//! Deferred-interaction webhook edits.
//!
//! Replayed slash tasks answer through the interaction webhook REST endpoint
//! directly; the gateway session that deferred them died with the previous
//! process. Content is text-only, so replayed replies always link rather
//! than attach.

use reqwest::Client;
use serde_json::json;
use tracing::{debug, info};

use clyppy_models::limits::API_TIMEOUT;

use crate::error::{EmbedError, EmbedResult};

const DEFAULT_API_BASE: &str = "https://discord.com/api/v10";

/// PATCHes `@original` deferred responses.
#[derive(Debug, Clone)]
pub struct WebhookEditor {
    http: Client,
    api_base: String,
    /// When set, edits are logged and dropped.
    test_sink: bool,
}

impl WebhookEditor {
    pub fn new(test_sink: bool) -> EmbedResult<Self> {
        let http = Client::builder()
            .timeout(API_TIMEOUT)
            .build()
            .map_err(|e| EmbedError::config_error(format!("webhook client: {e}")))?;
        Ok(Self {
            http,
            api_base: DEFAULT_API_BASE.to_string(),
            test_sink,
        })
    }

    /// Override the API base (tests).
    pub fn with_api_base(mut self, base: impl Into<String>) -> Self {
        let base: String = base.into();
        self.api_base = base.trim_end_matches('/').to_string();
        self
    }

    /// Replace the content of the original deferred response.
    pub async fn edit_original(
        &self,
        application_id: u64,
        interaction_token: &str,
        content: &str,
    ) -> EmbedResult<()> {
        if self.test_sink {
            info!(application_id, "test sink: webhook edit dropped");
            return Ok(());
        }

        let url = format!(
            "{}/webhooks/{application_id}/{interaction_token}/messages/@original",
            self.api_base
        );
        let response = self
            .http
            .patch(&url)
            .json(&json!({ "content": content }))
            .send()
            .await
            .map_err(|e| EmbedError::gateway(format!("webhook edit failed: {e}")))?;

        if !response.status().is_success() {
            return Err(EmbedError::gateway(format!(
                "webhook edit returned {}",
                response.status()
            )));
        }
        debug!(application_id, "edited deferred response");
        Ok(())
    }
}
#####
§ **Task**:
Output the whole listing exactly.

§ **Final answer**:
//! Deferred-interaction webhook edits.
//!
//! Replayed slash tasks answer through the interaction webhook REST endpoint
//! directly; the gateway session that deferred them died with the previous
//! process. Content is text-only, so replayed replies always link rather
//! than attach.

use reqwest::Client;
use serde_json::json;
use tracing::{debug, info};

use clyppy_models::limits::API_TIMEOUT;

use crate::error::{EmbedError, EmbedResult};

const DEFAULT_API_BASE: &str = "https://discord.com/api/v10";

/// PATCHes `@original` deferred responses.
#[derive(Debug, Clone)]
pub struct WebhookEditor {
    http: Client,
    api_base: String,
    /// When set, edits are logged and dropped.
    test_sink: bool,
}

impl WebhookEditor {
    pub fn new(test_sink: bool) -> EmbedResult<Self> {
        let http = Client::builder()
            .timeout(API_TIMEOUT)
            .build()
            .map_err(|e| EmbedError::config_error(format!("webhook client: {e}")))?;
        Ok(Self {
            http,
            api_base: DEFAULT_API_BASE.to_string(),
            test_sink,
        })
    }

    /// Override the API base (tests).
    pub fn with_api_base(mut self, base: impl Into<String>) -> Self {
        let base: String = base.into();
        self.api_base = base.trim_end_matches('/').to_string();
        self
    }

    /// Replace the content of the original deferred response.
    pub async fn edit_original(
        &self,
        application_id: u64,
        interaction_token: &str,
        content: &str,
    ) -> EmbedResult<()> {
        if self.test_sink {
            info!(application_id, "test sink: webhook edit dropped");
            return Ok(());
        }

        let url = format!(
            "{}/webhooks/{application_id}/{interaction_token}/messages/@original",
            self.api_base
        );
        let response = self
            .http
            .patch(&url)
            .json(&json!({ "content": content }))
            .send()
            .await
            .map_err(|e| EmbedError::gateway(format!("webhook edit failed: {e}")))?;

        if !response.status().is_success() {
            return Err(EmbedError::gateway(format!(
                "webhook edit returned {}",
                response.status()
            )));
        }
        debug!(application_id, "edited deferred response");
        Ok(())
    }
}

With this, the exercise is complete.